Conclusion: Early neutrophil counts may have multiple causes interfering with their routine use as an inflammatory marker. Nonetheless, low neutrophil count has consistent independent associations with outcomes.
Introduction
Experimental studies of lambs and monkeys as well as careful observational studies of selected very low birth weight (VLBW, ≤1500 g) human neonates, have shown that a low number of circulating neutrophils in peripheral blood shortly after birth can be a marker for inflammatory processes and a predictor of neonatal lung disease, including bronchopulmonary dysplasia. There are also indications that a low number of neutrophils may be predictive of other neonatal complications. The previous human study excluded neonates born following certain maternal complications and treatments such as pregnancy-induced hypertension and antenatal steroid therapy that are associated with inhibition or enhancement of neutrophil counts. These exclusions limit the applicability of the findings, especially as antenatal steroid therapy is now almost ubiquitous. In addition, the neutrophil count in the above studies was mapped by sampling cord and/or early blood in well-controlled or single hospital settings. It is therefore not clear whether information from routine differential white counts obtained on an unselected population of VLBW neonatal intensive care unit (NICU) admissions carry predictive value for future complications and outcomes.

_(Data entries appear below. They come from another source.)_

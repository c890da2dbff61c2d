//! In-memory view of every monitored auction, kept current by each
//! per-auction task. Gives readers a consistent, non-torn view.

use std::collections::HashMap;

use auction_core::Auction;
use parking_lot::RwLock;

#[derive(Default)]
pub struct Registry {
    auctions: RwLock<HashMap<String, Auction>>,
}

impl Registry {
    pub fn new() -> Self {
        Self::default()
    }

    pub fn insert(&self, auction: Auction) {
        self.auctions.write().insert(auction.auction_id.clone(), auction);
    }

    pub fn update(&self, auction: Auction) {
        self.auctions.write().insert(auction.auction_id.clone(), auction);
    }

    pub fn remove(&self, auction_id: &str) -> Option<Auction> {
        self.auctions.write().remove(auction_id)
    }

    pub fn get(&self, auction_id: &str) -> Option<Auction> {
        self.auctions.read().get(auction_id).cloned()
    }

    pub fn contains(&self, auction_id: &str) -> bool {
        self.auctions.read().contains_key(auction_id)
    }

    pub fn snapshot_all(&self) -> Vec<Auction> {
        self.auctions.read().values().cloned().collect()
    }

    pub fn len(&self) -> usize {
        self.auctions.read().len()
    }

    pub fn is_empty(&self) -> bool {
        self.len() == 0
    }
}

#[cfg(test)]
mod tests {
    use super::*;
    use auction_core::{AuctionConfig, AuctionMetadata, PartialAuctionConfig, Settings};

    fn auction(id: &str) -> Auction {
        let settings = Settings::default();
        let config = AuctionConfig::from_partial_with_defaults(PartialAuctionConfig::default(), &settings);
        Auction::new(id, AuctionMetadata::default(), config, 0)
    }

    #[test]
    fn insert_get_remove_round_trip() {
        let registry = Registry::new();
        registry.insert(auction("abc123"));
        assert!(registry.contains("abc123"));
        assert_eq!(registry.get("abc123").unwrap().auction_id, "abc123");
        assert_eq!(registry.remove("abc123").unwrap().auction_id, "abc123");
        assert!(!registry.contains("abc123"));
    }

    #[test]
    fn snapshot_all_reflects_every_insert() {
        let registry = Registry::new();
        registry.insert(auction("a"));
        registry.insert(auction("b"));
        assert_eq!(registry.snapshot_all().len(), 2);
    }
}
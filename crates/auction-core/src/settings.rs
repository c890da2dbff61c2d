//! Process-wide [`Settings`], persisted under a single store key.

use serde::de::{self, Deserializer};
use serde::{Deserialize, Serialize};

/// Bidding policy selecting when BidEngine is allowed to act.
#[derive(Debug, Clone, Copy, PartialEq, Eq, Serialize, Deserialize)]
#[serde(rename_all = "lowercase")]
pub enum Strategy {
    /// Never bid automatically.
    Manual,
    /// Bid whenever not winning and within budget.
    Auto,
    /// Only bid inside the tail window (`bidding.snipe_timing_s`).
    Sniping,
}

impl Strategy {
    /// Parse a strategy value, mapping the legacy `"increment"` spelling to
    /// `Auto`: `auto` is canonical, `increment` is a legacy alias seen on
    /// read.
    pub fn parse_with_legacy_alias(raw: &str) -> Option<Self> {
        match raw {
            "manual" => Some(Self::Manual),
            "auto" => Some(Self::Auto),
            "sniping" => Some(Self::Sniping),
            "increment" => Some(Self::Auto),
            _ => None,
        }
    }
}

impl Default for Strategy {
    fn default() -> Self {
        Self::Auto
    }
}

/// Deserialize a [`Strategy`] tolerating the legacy `"increment"` value.
fn deserialize_strategy_legacy<'de, D>(deserializer: D) -> Result<Strategy, D::Error>
where
    D: Deserializer<'de>,
{
    let raw = String::deserialize(deserializer)?;
    Strategy::parse_with_legacy_alias(&raw)
        .ok_or_else(|| de::Error::custom(format!("unknown strategy: {raw}")))
}

/// `general.*` settings.
#[derive(Debug, Clone, Serialize, Deserialize)]
pub struct GeneralSettings {
    /// Used when a new monitor omits `max_bid`.
    #[serde(default = "default_max_bid")]
    pub default_max_bid: i64,
    /// Default strategy for newly created auctions.
    #[serde(
        default = "default_strategy",
        deserialize_with = "deserialize_strategy_legacy"
    )]
    pub default_strategy: Strategy,
    #[serde(default = "default_auto_bid")]
    pub auto_bid_default: bool,
}

fn default_max_bid() -> i64 {
    100
}
fn default_strategy() -> Strategy {
    Strategy::Auto
}
fn default_auto_bid() -> bool {
    true
}

impl Default for GeneralSettings {
    fn default() -> Self {
        Self {
            default_max_bid: default_max_bid(),
            default_strategy: default_strategy(),
            auto_bid_default: default_auto_bid(),
        }
    }
}

/// `bidding.*` settings.
#[derive(Debug, Clone, Serialize, Deserialize)]
pub struct BiddingSettings {
    /// Tail window (seconds) in which the `sniping` strategy becomes active.
    #[serde(default = "default_snipe_timing_s")]
    pub snipe_timing_s: i64,
    /// Added to the computed next bid.
    #[serde(default)]
    pub bid_buffer: i64,
    /// Used when `AuctionConfig.increment_amount` is absent.
    #[serde(default = "default_increment")]
    pub default_increment: i64,
    /// Retry budget for retryable bid failures, clamped to `[1, 10]`.
    #[serde(default = "default_retry_attempts")]
    pub retry_attempts: u32,
}

fn default_snipe_timing_s() -> i64 {
    30
}
fn default_increment() -> i64 {
    5
}
fn default_retry_attempts() -> u32 {
    3
}

impl Default for BiddingSettings {
    fn default() -> Self {
        Self {
            snipe_timing_s: default_snipe_timing_s(),
            bid_buffer: 0,
            default_increment: default_increment(),
            retry_attempts: default_retry_attempts(),
        }
    }
}

impl BiddingSettings {
    /// Retry attempts clamped into the valid `[1, 10]` range, defensive
    /// against a hand-edited settings blob.
    pub fn retry_attempts_clamped(&self) -> u32 {
        self.retry_attempts.clamp(1, 10)
    }
}

/// Process-wide settings singleton, persisted under `nellis:system:settings`.
#[derive(Debug, Clone, Default, Serialize, Deserialize)]
pub struct Settings {
    #[serde(default)]
    pub general: GeneralSettings,
    #[serde(default)]
    pub bidding: BiddingSettings,
}

#[cfg(test)]
mod tests {
    use super::*;

    #[test]
    fn legacy_increment_maps_to_auto() {
        assert_eq!(
            Strategy::parse_with_legacy_alias("increment"),
            Some(Strategy::Auto)
        );
    }

    #[test]
    fn defaults_have_expected_values() {
        let s = Settings::default();
        assert_eq!(s.general.default_max_bid, 100);
        assert_eq!(s.general.default_strategy, Strategy::Auto);
        assert!(s.general.auto_bid_default);
        assert_eq!(s.bidding.snipe_timing_s, 30);
        assert_eq!(s.bidding.bid_buffer, 0);
        assert_eq!(s.bidding.default_increment, 5);
        assert_eq!(s.bidding.retry_attempts, 3);
    }

    #[test]
    fn settings_round_trip_json() {
        let s = Settings::default();
        let json = serde_json::to_string(&s).unwrap();
        let back: Settings = serde_json::from_str(&json).unwrap();
        assert_eq!(back.general.default_max_bid, s.general.default_max_bid);
    }
}
//! Per-auction state machine, scheduler, recovery pass and cleanup sweep
//! for the auction tracking core.

pub mod cleanup;
pub mod command;
pub mod error;
pub mod events;
pub mod monitor;
pub mod recovery;
pub mod registry;
pub mod task;

pub use command::{Command, TaskEvent};
pub use error::{MonitorError, MonitorResult};
pub use events::MonitorEvent;
pub use monitor::Monitor;
pub use recovery::recover;
pub use registry::Registry;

The Newborn Lung project has assembled a database with extensive clinical information on all VLBW infants born and admitted to NICUs in Wisconsin during the entire calendar years 2003 and 2004, thus providing a large unselected cohort of VLBW infants experiencing a range of regular care. We analyze neutrophil counts in routine blood samples taken within 2 h of birth for the subgroup born at less than 32 weeks gestation. We hypothesized that: (1) both neutrophil and total white blood counts (WBCs) are associated with pregnancy complications and neonatal characteristics; (2) neutrophil count, but not total white count is associated with early disease severity, bronchopulmonary dysplasia (BPD) and intraventricular hemorrhage (IVH).